What is expected: With spelling and spacing unchanged, write out each line of the material.

Input:
——

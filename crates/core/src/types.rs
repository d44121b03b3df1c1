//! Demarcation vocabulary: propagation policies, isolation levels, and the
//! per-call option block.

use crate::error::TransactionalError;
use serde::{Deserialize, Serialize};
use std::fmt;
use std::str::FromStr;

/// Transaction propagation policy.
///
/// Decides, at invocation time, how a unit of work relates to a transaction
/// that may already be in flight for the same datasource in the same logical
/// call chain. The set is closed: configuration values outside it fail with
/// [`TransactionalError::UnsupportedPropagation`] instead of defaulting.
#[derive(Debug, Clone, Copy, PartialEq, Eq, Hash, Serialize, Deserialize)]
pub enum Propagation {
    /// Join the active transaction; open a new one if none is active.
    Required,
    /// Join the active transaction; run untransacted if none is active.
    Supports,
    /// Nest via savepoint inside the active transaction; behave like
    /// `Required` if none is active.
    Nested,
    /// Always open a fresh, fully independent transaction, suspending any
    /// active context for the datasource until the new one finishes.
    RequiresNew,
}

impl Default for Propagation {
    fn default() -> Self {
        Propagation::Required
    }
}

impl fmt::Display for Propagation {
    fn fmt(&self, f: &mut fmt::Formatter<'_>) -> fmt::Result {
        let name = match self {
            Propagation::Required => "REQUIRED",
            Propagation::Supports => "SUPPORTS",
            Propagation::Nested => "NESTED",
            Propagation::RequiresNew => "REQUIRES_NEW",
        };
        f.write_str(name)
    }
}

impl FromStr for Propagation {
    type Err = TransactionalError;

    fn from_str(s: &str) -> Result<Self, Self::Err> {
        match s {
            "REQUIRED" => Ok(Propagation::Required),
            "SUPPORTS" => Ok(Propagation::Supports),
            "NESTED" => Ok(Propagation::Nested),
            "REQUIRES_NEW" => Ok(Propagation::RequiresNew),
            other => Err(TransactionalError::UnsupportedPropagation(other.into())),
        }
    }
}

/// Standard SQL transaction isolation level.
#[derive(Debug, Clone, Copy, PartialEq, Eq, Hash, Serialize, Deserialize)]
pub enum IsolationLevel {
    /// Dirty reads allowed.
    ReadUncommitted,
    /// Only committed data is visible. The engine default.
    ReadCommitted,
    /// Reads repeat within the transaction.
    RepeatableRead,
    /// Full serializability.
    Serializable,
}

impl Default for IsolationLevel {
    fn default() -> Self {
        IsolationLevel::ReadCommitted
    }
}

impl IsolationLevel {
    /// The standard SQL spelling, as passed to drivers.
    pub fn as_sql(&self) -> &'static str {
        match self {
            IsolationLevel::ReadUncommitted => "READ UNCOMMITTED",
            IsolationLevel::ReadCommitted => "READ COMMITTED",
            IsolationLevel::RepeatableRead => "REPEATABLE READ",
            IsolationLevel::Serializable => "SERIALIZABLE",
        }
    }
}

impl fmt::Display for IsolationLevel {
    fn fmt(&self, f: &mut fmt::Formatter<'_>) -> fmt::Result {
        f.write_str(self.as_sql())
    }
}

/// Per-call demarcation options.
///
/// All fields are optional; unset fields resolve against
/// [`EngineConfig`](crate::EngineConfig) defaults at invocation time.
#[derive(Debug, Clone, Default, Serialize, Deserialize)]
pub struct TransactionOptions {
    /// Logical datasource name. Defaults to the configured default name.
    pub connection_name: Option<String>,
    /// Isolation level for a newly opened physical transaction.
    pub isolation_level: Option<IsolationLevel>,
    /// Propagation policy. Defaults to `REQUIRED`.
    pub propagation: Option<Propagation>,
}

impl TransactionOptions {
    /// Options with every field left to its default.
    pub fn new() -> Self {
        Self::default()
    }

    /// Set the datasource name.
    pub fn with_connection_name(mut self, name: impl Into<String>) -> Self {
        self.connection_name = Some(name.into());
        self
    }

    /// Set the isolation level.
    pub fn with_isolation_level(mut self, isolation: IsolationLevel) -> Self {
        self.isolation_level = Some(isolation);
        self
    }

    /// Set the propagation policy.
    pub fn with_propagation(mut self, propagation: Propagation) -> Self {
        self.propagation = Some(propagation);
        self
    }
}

——

Response to the task:
filename crates/core/src/types.rs
repository d44121b03b3df1c1
//! Demarcation vocabulary: propagation policies, isolation levels, and the
//! per-call option block.

use crate::error::TransactionalError;
use serde::{Deserialize, Serialize};
use std::fmt;
use std::str::FromStr;

/// Transaction propagation policy.
///
/// Decides, at invocation time, how a unit of work relates to a transaction
/// that may already be in flight for the same datasource in the same logical
/// call chain. The set is closed: configuration values outside it fail with
/// [`TransactionalError::UnsupportedPropagation`] instead of defaulting.
#[derive(Debug, Clone, Copy, PartialEq, Eq, Hash, Serialize, Deserialize)]
pub enum Propagation {
    /// Join the active transaction; open a new one if none is active.
    Required,
    /// Join the active transaction; run untransacted if none is active.
    Supports,
    /// Nest via savepoint inside the active transaction; behave like
    /// `Required` if none is active.
    Nested,
    /// Always open a fresh, fully independent transaction, suspending any
    /// active context for the datasource until the new one finishes.
    RequiresNew,
}

impl Default for Propagation {
    fn default() -> Self {
        Propagation::Required
    }
}

impl fmt::Display for Propagation {
    fn fmt(&self, f: &mut fmt::Formatter<'_>) -> fmt::Result {
        let name = match self {
            Propagation::Required => "REQUIRED",
            Propagation::Supports => "SUPPORTS",
            Propagation::Nested => "NESTED",
            Propagation::RequiresNew => "REQUIRES_NEW",
        };
        f.write_str(name)
    }
}

impl FromStr for Propagation {
    type Err = TransactionalError;

    fn from_str(s: &str) -> Result<Self, Self::Err> {
        match s {
            "REQUIRED" => Ok(Propagation::Required),
            "SUPPORTS" => Ok(Propagation::Supports),
            "NESTED" => Ok(Propagation::Nested),
            "REQUIRES_NEW" => Ok(Propagation::RequiresNew),
            other => Err(TransactionalError::UnsupportedPropagation(other.into())),
        }
    }
}

/// Standard SQL transaction isolation level.
#[derive(Debug, Clone, Copy, PartialEq, Eq, Hash, Serialize, Deserialize)]
pub enum IsolationLevel {
    /// Dirty reads allowed.
    ReadUncommitted,
    /// Only committed data is visible. The engine default.
    ReadCommitted,
    /// Reads repeat within the transaction.
    RepeatableRead,
    /// Full serializability.
    Serializable,
}

impl Default for IsolationLevel {
    fn default() -> Self {
        IsolationLevel::ReadCommitted
    }
}

impl IsolationLevel {
    /// The standard SQL spelling, as passed to drivers.
    pub fn as_sql(&self) -> &'static str {
        match self {
            IsolationLevel::ReadUncommitted => "READ UNCOMMITTED",
            IsolationLevel::ReadCommitted => "READ COMMITTED",
            IsolationLevel::RepeatableRead => "REPEATABLE READ",
            IsolationLevel::Serializable => "SERIALIZABLE",
        }
    }
}

impl fmt::Display for IsolationLevel {
    fn fmt(&self, f: &mut fmt::Formatter<'_>) -> fmt::Result {
        f.write_str(self.as_sql())
    }
}

/// Per-call demarcation options.
///
/// All fields are optional; unset fields resolve against
/// [`EngineConfig`](crate::EngineConfig) defaults at invocation time.
#[derive(Debug, Clone, Default, Serialize, Deserialize)]
pub struct TransactionOptions {
    /// Logical datasource name. Defaults to the configured default name.
    pub connection_name: Option<String>,
    /// Isolation level for a newly opened physical transaction.
    pub isolation_level: Option<IsolationLevel>,
    /// Propagation policy. Defaults to `REQUIRED`.
    pub propagation: Option<Propagation>,
}

impl TransactionOptions {
    /// Options with every field left to its default.
    pub fn new() -> Self {
        Self::default()
    }

    /// Set the datasource name.
    pub fn with_connection_name(mut self, name: impl Into<String>) -> Self {
        self.connection_name = Some(name.into());
        self
    }

    /// Set the isolation level.
    pub fn with_isolation_level(mut self, isolation: IsolationLevel) -> Self {
        self.isolation_level = Some(isolation);
        self
    }

    /// Set the propagation policy.
    pub fn with_propagation(mut self, propagation: Propagation) -> Self {
        self.propagation = Some(propagation);
        self
    }
}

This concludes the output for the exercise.